Continuamos la amistad principalmente con llamadas telefónicas.

Un día me llamó.

“Jefecito, te hablo para despedirme. Ya no la veo con esta enfermedad. Los tratamientos son de “a caballo” pero los dolores son lo peor…son terribles.

Te quiero dar las gracias por haberme enseñado a trabajar, mi jefecito querido, pero más les agradezco a ésos jóvenes que me enseñaron a “mentar madres”. No sabes cómo me libero cuando me revuelco en dolor y puedo decir groserías.
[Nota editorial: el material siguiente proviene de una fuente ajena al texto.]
//! Basic example of driving the disc puzzle engine

use yewnock_core::{Action, HostLayout, PuzzleGenerator, PuzzleSession, ValueTable};

fn main() {
    let table = ValueTable::new();

    // Generate a machine layout and an inventory that can solve it
    let mut generator = PuzzleGenerator::with_seed(2024);
    let Some(puzzle) = generator.generate() else {
        println!("Could not generate a puzzle");
        return;
    };

    let describe = |id| {
        table
            .disc(id)
            .map(|d| format!("{} ({})", d, d.weight()))
            .unwrap_or_else(|| id.to_string())
    };
    println!(
        "Puzzle 1 seeds: {} + {}",
        describe(puzzle.puzzle1_left),
        describe(puzzle.puzzle1_right)
    );
    println!("Puzzle 2 seed:  {}", describe(puzzle.puzzle2));
    println!("Discs held: {}\n", puzzle.inventory.disc_count(&table));

    // Play it by following the engine, one tick at a time
    let layout = HostLayout::default();
    let mut host = puzzle.host(&layout);
    let mut session = PuzzleSession::new();

    loop {
        match session.on_tick(&host) {
            Action::Insert { requirement, slot } => {
                let Some(inventory) = host.container.as_mut() else {
                    break;
                };
                let Some(disc) = inventory.holds(&requirement) else {
                    break;
                };
                inventory.take(disc);
                host.set_slot(slot, disc.0 as i32);
                println!("Insert {} into the {}", describe(disc), slot);
            }
            Action::Confirm => {
                println!("Click submit");
                break;
            }
            Action::NoSolution(reason) => {
                println!("No suggestion: {}", reason);
                break;
            }
        }
    }

    // Show which pairs could have solved puzzle 2
    let target = table.weight_of(puzzle.puzzle2).unwrap_or(0);
    println!("\nAll pairs for {}:", target);
    for candidate in session.solver().pairs().candidates_for_sum(target) {
        println!(
            "  {} + {}",
            table.describe(&candidate.upper()),
            table.describe(&candidate.lower())
        );
    }
}
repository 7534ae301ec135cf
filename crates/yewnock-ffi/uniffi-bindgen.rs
fn main() {
    uniffi::uniffi_bindgen_main()
}
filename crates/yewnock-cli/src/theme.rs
use crossterm::style::Color;

/// Colours used when printing engine output
#[derive(Debug, Clone)]
pub struct Theme {
    /// Default text color
    pub fg: Color,
    /// Section headings
    pub heading: Color,
    /// Weights and sums
    pub weight: Color,
    /// Disc names
    pub disc: Color,
    /// Receptacle names
    pub slot: Color,
    /// Submit instruction
    pub confirm: Color,
    /// No-suggestion fallback
    pub fallback: Color,
    /// Secondary info text
    pub info: Color,
}

impl Default for Theme {
    fn default() -> Self {
        Self::dark()
    }
}

impl Theme {
    /// Dark terminal theme (default)
    pub fn dark() -> Self {
        Self {
            fg: Color::Rgb { r: 230, g: 230, b: 240 },
            heading: Color::Rgb { r: 130, g: 140, b: 170 },
            weight: Color::Rgb { r: 255, g: 210, b: 100 },
            disc: Color::Rgb { r: 80, g: 180, b: 255 },
            slot: Color::Rgb { r: 190, g: 150, b: 255 },
            confirm: Color::Rgb { r: 90, g: 255, b: 130 },
            fallback: Color::Rgb { r: 255, g: 90, b: 90 },
            info: Color::Rgb { r: 160, g: 165, b: 185 },
        }
    }

    /// No colour at all, for pipes and logs
    pub fn plain() -> Self {
        Self {
            fg: Color::Reset,
            heading: Color::Reset,
            weight: Color::Reset,
            disc: Color::Reset,
            slot: Color::Reset,
            confirm: Color::Reset,
            fallback: Color::Reset,
            info: Color::Reset,
        }
    }
}
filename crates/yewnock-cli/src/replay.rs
//! Offline replay of recorded host activity.
//!
//! A script is a list of frames. Each frame applies its notifications and
//! host-state changes, then runs one tick. Host state carries over between
//! frames, so a frame only lists what changed.

use anyhow::{Context, Result};
use serde::{Deserialize, Serialize};
use std::collections::HashMap;
use std::fs;
use std::path::Path;
use yewnock_core::{Action, HostEvent, HostLayout, Inventory, PuzzleSession, VarpHost};

/// A varp change the host announced.
#[derive(Debug, Clone, Copy, PartialEq, Eq, Serialize, Deserialize)]
pub struct VarpNotification {
    pub varp: u32,
    pub value: i32,
}

#[derive(Debug, Clone, Default, PartialEq, Eq, Serialize, Deserialize)]
#[serde(default)]
pub struct Frame {
    /// Interface open/close notifications, applied first
    pub events: Vec<HostEvent>,
    /// Announced varp changes; also written into host state
    pub notifications: Vec<VarpNotification>,
    /// Silent varp changes the engine only sees by sampling
    pub varps: HashMap<u32, i32>,
    /// Interface visibility from this frame on
    pub visible: Option<bool>,
    /// Disc container contents from this frame on
    pub inventory: Option<Inventory>,
    /// Container unavailable from this frame on (until an inventory is given)
    pub drop_container: bool,
}

#[derive(Debug, Clone, Default, PartialEq, Eq, Serialize, Deserialize)]
pub struct ReplayScript {
    pub frames: Vec<Frame>,
}

impl ReplayScript {
    pub fn load(path: &Path) -> Result<Self> {
        let json = fs::read_to_string(path)
            .with_context(|| format!("failed to read replay script {}", path.display()))?;
        Self::from_json(&json)
    }

    pub fn from_json(json: &str) -> Result<Self> {
        serde_json::from_str(json).context("invalid replay script")
    }
}

/// Run every frame and return the action chosen after each tick.
pub fn run(script: &ReplayScript, session: &mut PuzzleSession, layout: &HostLayout) -> Vec<Action> {
    let mut host = VarpHost::new(layout.clone());
    let mut actions = Vec::with_capacity(script.frames.len());

    for (i, frame) in script.frames.iter().enumerate() {
        for &event in &frame.events {
            session.on_event(event);
        }
        for n in &frame.notifications {
            host.set_varp(n.varp, n.value);
            session.on_varp_changed(n.varp, n.value);
        }
        for (&varp, &value) in &frame.varps {
            host.set_varp(varp, value);
        }
        if let Some(visible) = frame.visible {
            host.visible = visible;
        }
        if frame.drop_container {
            host.container = None;
        }
        if let Some(inventory) = &frame.inventory {
            host.container = Some(inventory.clone());
        }

        let action = session.on_tick(&host);
        tracing::debug!(frame = i, ?action, "replayed frame");
        actions.push(action);
    }

    actions
}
Me relajan tanto”.

Las malas palabras no son de nada recomendables pero pueden tener un efecto analgésico ante la impotencia de nuestro sistema nervioso por paliar el dolor.

Los humanos debemos construir lazos de comprensión entre las distintas generaciones. No agredir a quienes tienen diferentes edades o gustos. Hay personas intolerantes que critican los aretes, tatuajes, “piercings” o el cabello largo o teñido de colores estridentes. Hay otros que critican la edad y piensan que los años restan inteligencia al acumularse aún cuando se ha comprobado que hay más sabiduría y experiencia.

 

 

 

 

 

 

 

Yo lo explico de una forma visualmente sencilla:

“Todos vamos en un mismo tren. Los más ancianos van cerca de la máquina y jalan a los demás vagones. Otros van en el cabuz. Nos vamos bajando en cada estación. Nadie sabe hasta dónde cubre su boleto. Pero no olvidemos que la vida es una y todos vamos en el mismo tren”.